Serum resistance and Ail production by various Y. pestis CO92 strains. Various Y. pestis strains (∼5 × 10⁶ CFU) grown overnight were mixed with either unheated or heated sera from human, NHP, and mouse. (A) After incubation for 2 h at 37°C, the number of surviving bacteria (CFU) in each sample was determined. * indicates statistical significance (P < 0.01) compared to WT CO92 for each type of serum. ND, not detectable. (B) The levels of Ail protein and DnaK in these strains were analyzed by immunoblotting using specific antibodies to Ail and DnaK.

FIG 11

Adherence and invasion of WT Y. pestis CO92 and its mutant strains. HeLa cells (A) and A549 cells (B) were infected with various Y. pestis CO92 strains at an MOI of 100 at 37°C for 2 h. The percentages of adherent (I) and invading (II) bacteria compared to the total number of bacteria used to infect epithelial cells were calculated. The arithmetic means ± standard deviations are plotted. * and ** indicate statistical significance (P < 0.05 and P < 0.001, respectively) compared to both WT CO92 and the Δlpp ΔmsbB mutant.

FIG 12

Intracellular survival of various Y. pestis CO92 mutant strains in epithelial cells and macrophages. Murine MH-S macrophages (A), human monocyte-derived macrophages (HMDM) (B), HeLa epithelial cells (C and D), and human A549 alveolar epithelial cells (E) were infected with various Y. pestis CO92 strains at MOIs of 10, 1, 100, and 100, respectively. After 45 to 60 min of incubation at 37°C and following an hour of gentamicin treatment, the cells were harvested at 2 and 4 h post-gentamicin treatment for macrophages and at 12 h for epithelial cells.
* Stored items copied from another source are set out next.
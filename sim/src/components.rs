//! ECS components for agents.
//!
//! Agents are entities; all per-frame logic lives in systems that query
//! these components.

use bevy_ecs::prelude::*;
use serde::{Deserialize, Serialize};

// ============================================================================
// IDENTITY
// ============================================================================

/// Stable agent index, dense in `0..agent_count` after every scenario load.
///
/// Marker ownership and occupancy lists refer to agents by this index, and
/// renderers use it to correlate agents with their visuals.
#[derive(Component, Debug, Clone, Copy, PartialEq, Eq, PartialOrd, Ord, Hash, Serialize, Deserialize)]
pub struct AgentId(pub u32);

// ============================================================================
// KINEMATICS
// ============================================================================

/// Agent position. `x` and `z` span the plane; `y` is a constant elevation
/// that integration never touches.
#[derive(Component, Debug, Clone, Copy, Default, PartialEq, Serialize, Deserialize)]
pub struct Position {
    pub x: f32,
    pub y: f32,
    pub z: f32,
}

impl Position {
    pub fn new(x: f32, y: f32, z: f32) -> Self {
        Self { x, y, z }
    }

    /// Planar distance to `(x, z)`.
    pub fn planar_distance_to(&self, x: f32, z: f32) -> f32 {
        let dx = x - self.x;
        let dz = z - self.z;
        (dx * dx + dz * dz).sqrt()
    }

    pub fn to_array(self) -> [f32; 3] {
        [self.x, self.y, self.z]
    }
}

/// Planar velocity, recomputed from scratch every frame.
#[derive(Component, Debug, Clone, Copy, Default, PartialEq, Serialize, Deserialize)]
pub struct Velocity {
    pub vx: f32,
    pub vz: f32,
}

impl Velocity {
    pub fn new(vx: f32, vz: f32) -> Self {
        Self { vx, vz }
    }

    pub fn magnitude(&self) -> f32 {
        (self.vx * self.vx + self.vz * self.vz).sqrt()
    }

    /// Rescale to at most `max` while keeping direction.
    pub fn clamped(self, max: f32) -> Self {
        let mag = self.magnitude();
        if mag > max && mag > 0.0 {
            let scale = max / mag;
            Self {
                vx: self.vx * scale,
                vz: self.vz * scale,
            }
        } else {
            self
        }
    }
}

/// Fixed destination assigned at spawn.
#[derive(Component, Debug, Clone, Copy, Default, PartialEq, Serialize, Deserialize)]
pub struct Target {
    pub x: f32,
    pub y: f32,
    pub z: f32,
}

impl Target {
    pub fn new(x: f32, y: f32, z: f32) -> Self {
        Self { x, y, z }
    }

    pub fn to_array(self) -> [f32; 3] {
        [self.x, self.y, self.z]
    }
}

// ============================================================================
// MARKER OWNERSHIP
// ============================================================================

/// Indices into [`crate::MarkerField`] owned this frame. Empty is valid.
#[derive(Component, Debug, Clone, Default)]
pub struct OwnedMarkers(pub Vec<usize>);

// ============================================================================
// BUNDLES
// ============================================================================

/// Bundle for spawning an agent at rest.
#[derive(Bundle)]
pub struct AgentBundle {
    pub id: AgentId,
    pub position: Position,
    pub velocity: Velocity,
    pub target: Target,
    pub owned: OwnedMarkers,
}

impl AgentBundle {
    pub fn new(id: u32, position: Position, target: Target) -> Self {
        Self {
            id: AgentId(id),
            position,
            velocity: Velocity::default(),
            target,
            owned: OwnedMarkers::default(),
        }
    }
}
The number of bacteria surviving intracellularly was assessed, and percent survival was calculated. *, **, and *** indicate statistical significance (P < 0.05, P < 0.005, and P < 0.001, respectively) compared to WT CO92 at each time point or between two tested strains, as indicated by the horizontal bars.

FIG 13

Inflammatory cytokine production by macrophages infected with various Y. pestis CO92 strains. Murine alveolar macrophages (A) and human monocyte-derived macrophages (B) were infected with various Y. pestis strains. Supernatants from infected macrophages were collected at 0, 2, or 4 h after gentamicin treatment. The levels of various cytokines in the supernatants were measured by using a multiplex assay. Only the cytokines/chemokines showing statistically significant differences compared to WT CO92-infected macrophages are plotted as arithmetic means ± standard deviations. *, **, and *** indicate statistical significance (P < 0.05, P < 0.01, and P < 0.0001, respectively) compared to WT CO92 on each day.